Pour Gaëlle Josse la voix est la médiation essentielle entre le dehors et le dedans et son livre en fait une grille de lecture fondamentale, aussi bien sociale que psychologique. D’abord parce qu’elle est la coordonnée affective primaire, primordiale : la voix de la mère, cette « voix de la vie d’avant » entendue dès l’amnios pourrait bien être celle que l’on poursuit pour le reste de sa vie, y compris quand on fait résonner la sienne sur le divan d’un psychanalyste. Ensuite parce qu’à travers le chœur des voix entendues dans la vie quotidienne, les connues et les anonymes, se révèle le monde dans sa diversité, sa violence parfois, entre le surgissement de la voix « ébréchée, usée » d’un SDF, beuglant sa misère depuis son abri de carton(s) et les conversations entendues dans le métro, les terrasses des cafés, leur charge de séduction ou d’agressivité. Dans une voix, on cherche des origines, on détecte un accent, qui parfois s’effiloche, on lit une histoire, d’amour ou de fatigue. Le rapport à la mémoire des voix, plusieurs fois évoqué à travers celle des ascendants (le grand-père disparu, le père), est singulier : comme le note l’écrivain, si la vue des photographies des disparus est encore supportable, l’audition de leur voix enregistrée ne l’est guère, alors même que leur mémoire est de celles qui s’effacent quand tous les autres souvenirs restent.

Dans ses formes les plus travaillées, c’est à l’expérience esthétique que la voix ouvre : la pratique du chant, bien sûr, horizon rêvé comme un sésame, la voix intérieure du piano et celle, inégalable, de Maria Callas. Tout le corps entre alors en action, s’ouvre, dépasse ses propres limites pour aller s’incarner dans le chant entendu. Mais il n’est pas que la musique, car au-delà d’elle, le livre pose aussi la question des mécanismes qui motivent l’écriture, le rapport musical qu’on entretient avec elle. D’emblée, l’auteur parle de « trouver sa voix » et compare l’écriture à des arpèges, dans une patiente recherche de la « note juste » ; un parallèle qui va très au-delà de la simple comparaison, en ce sens que l’écriture, la lecture, sont pour Gaëlle Josse une démarche de révélation de la voix intérieure.
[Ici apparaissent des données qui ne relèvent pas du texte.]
use std::sync::Arc;
use std::time::{Duration, Instant};

use serde_json::{json, Value};
use tracing::{debug, error, info, warn};

use flowline_core::config::EngineConfig;
use flowline_core::error::{FlowlineError, Result};
use flowline_core::graph;
use flowline_core::traits::{ModelInvoker, WorkflowStore};
use flowline_core::types::{
    ExecutionReport, InvokeRequest, ModelResponse, Task, TaskOutcome, WorkflowId,
};

use crate::prompt::build_prompt;

/// Knobs applied to every task of an execution.
#[derive(Debug, Clone)]
pub struct ExecutionSettings {
    /// System prompt identifier handed to the invoker.
    pub system_prompt: Option<String>,
    pub default_max_tokens: u32,
    pub default_temperature: f32,
    pub invoke_timeout: Duration,
}

impl Default for ExecutionSettings {
    fn default() -> Self {
        Self::from(&EngineConfig::default())
    }
}

impl From<&EngineConfig> for ExecutionSettings {
    fn from(config: &EngineConfig) -> Self {
        Self {
            system_prompt: Some(config.system_prompt_path.clone()),
            default_max_tokens: config.default_max_tokens,
            default_temperature: config.default_temperature,
            invoke_timeout: Duration::from_secs(config.invoke_timeout_secs),
        }
    }
}

/// What a single task produced.
enum TaskRun {
    /// The model was called and answered, successfully or not.
    Model(ModelResponse),
    /// The task type has no executor; carries the informational result.
    Unsupported(Value),
}

/// Runs a workflow's tasks in order, threading each output into the next task.
///
/// The executor holds no per-run state, so one instance serves any number of
/// concurrent executions.
pub struct WorkflowExecutor {
    store: Arc<dyn WorkflowStore>,
    invoker: Arc<dyn ModelInvoker>,
    settings: ExecutionSettings,
}

impl WorkflowExecutor {
    pub fn new(
        store: Arc<dyn WorkflowStore>,
        invoker: Arc<dyn ModelInvoker>,
        settings: ExecutionSettings,
    ) -> Self {
        Self {
            store,
            invoker,
            settings,
        }
    }

    /// Execute a workflow.
    ///
    /// A non-empty `input` replaces the start node's input value. Fails only
    /// if the workflow does not exist or cannot be loaded; task failures are
    /// reported inside the returned [`ExecutionReport`].
    pub async fn execute(
        &self,
        workflow_id: WorkflowId,
        input: Option<String>,
    ) -> Result<ExecutionReport> {
        let start = Instant::now();
        let workflow = self
            .store
            .get_workflow(workflow_id)
            .await?
            .ok_or(FlowlineError::WorkflowNotFound(workflow_id))?;

        let initial_input = match input.filter(|s| !s.is_empty()) {
            Some(text) => Some(Value::String(text)),
            None => graph::extract(workflow.description.as_deref()).start_input,
        };

        let mut tasks = self.store.list_tasks(workflow_id).await?;
        // Stable: equal orders keep their stored sequence.
        tasks.sort_by_key(|t| t.order);

        info!(
            workflow_id,
            workflow_name = %workflow.name,
            tasks = tasks.len(),
            has_input = initial_input.is_some(),
            "Executing workflow"
        );

        let mut running_output = initial_input;
        let mut results = Vec::with_capacity(tasks.len());

        for task in &tasks {
            let task_start = Instant::now();
            match self.run_task(task, running_output.as_ref()).await {
                Ok(TaskRun::Model(response)) => {
                    debug!(
                        task_id = task.id,
                        success = response.success,
                        elapsed_ms = task_start.elapsed().as_millis() as u64,
                        "Task complete"
                    );
                    let succeeded = response.success;
                    let data = response.data.clone();
                    results.push(TaskOutcome {
                        task_id: task.id,
                        task_name: task.name.clone(),
                        result: Some(serde_json::to_value(&response)?),
                        error: None,
                    });
                    if succeeded {
                        running_output = data;
                    } else {
                        warn!(
                            task_id = task.id,
                            error = response.error.as_deref().unwrap_or(""),
                            "Task returned a failure, keeping previous output"
                        );
                    }
                }
                Ok(TaskRun::Unsupported(placeholder)) => {
                    results.push(TaskOutcome {
                        task_id: task.id,
                        task_name: task.name.clone(),
                        result: Some(placeholder.clone()),
                        error: None,
                    });
                    running_output = Some(placeholder);
                }
                Err(e) => {
                    error!(task_id = task.id, task_name = %task.name, error = %e, "Error executing task");
                    results.push(TaskOutcome {
                        task_id: task.id,
                        task_name: task.name.clone(),
                        result: None,
                        error: Some(e.to_string()),
                    });
                    break;
                }
            }
        }

        info!(
            workflow_id,
            executed = results.len(),
            elapsed_ms = start.elapsed().as_millis() as u64,
            "Workflow execution finished"
        );

        Ok(ExecutionReport {
            workflow_id,
            workflow_name: workflow.name,
            results,
            final_output: running_output,
        })
    }

    async fn run_task(&self, task: &Task, previous_output: Option<&Value>) -> Result<TaskRun> {
        if !task.is_llm() {
            debug!(task_id = task.id, task_type = %task.task_type, "Skipping unsupported task type");
            return Ok(TaskRun::Unsupported(json!({
                "message": format!("Task type {} not implemented yet", task.task_type)
            })));
        }

        let config = task.parsed_config();
        let request = InvokeRequest {
            prompt: build_prompt(&config, previous_output),
            system_prompt: self.settings.system_prompt.clone(),
            max_tokens: config.max_tokens.unwrap_or(self.settings.default_max_tokens),
            temperature: config
                .temperature
                .unwrap_or(self.settings.default_temperature),
        };

        info!(task_id = task.id, task_name = %task.name, order = task.order, "Executing task");

        tokio::time::timeout(self.settings.invoke_timeout, self.invoker.invoke(request))
            .await
            .map_err(|_| FlowlineError::InvokeTimeout {
                task: task.name.clone(),
                timeout_secs: self.settings.invoke_timeout.as_secs(),
            })?
            .map(TaskRun::Model)
    }
}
C’est ce que l’on cherche dans la fréquentation toujours recommencée des écrivains que l’on connaît pourtant par cœur (« Entendre leur voix, écouter leur phrasé, leur façon d’assembler les mots, les images, les idées en un ensemble qui m’émeut. ») Au fond, écrire serait traquer la voix intérieure qui est la nôtre et parvenir à la faire émerger de l’assemblage tâtonnant des mots.

De vives voix se révèle ainsi tout autant une méditation sur les qualités qui constituent la voix que sur la façon dont cette dernière, ou plutôt ces dernières, façonnent la mémoire et la conscience d’un écrivain. Le livre oscille ainsi, sans jamais chercher à s’inscrire dans l’un ou dans l’autre genre, entre essai et autobiographie : l’auteur y suit le cours de sa « géographie sonore du monde » au fil de paragraphes limpides, de fragments qui sont autant de scène saisies, d’instants de vie, dans leur justesse. Écrits dans une langue à la précision délicate, poétisante mais sans affèterie, qui déplie, nom après nom, adjectif après adjectif, toutes les facettes de l’expérience vocale, De vives voix s’inscrit ainsi dans le renouveau des écritures autobiographiques contemporaines  – on pourrait aussi évoquer celle Denis Podalydès avec Voix off. Plutôt que de poser l’histoire un moi singulier et monadique, les auteurs, qui esquivent la confidence, choisissent de se raconter par l’oblique d’une métonymie. Gaëlle Josse a choisi pour se dire celle de l’expérience vocale, la galaxie sensorielle qu’elle meut en nous ; ses mots d’écrivain sont aussi sa façon   de « poser sa voix ».

Gaëlle Josse, De vives voix, Le Temps Qu’il Fait, 2016, 80 p.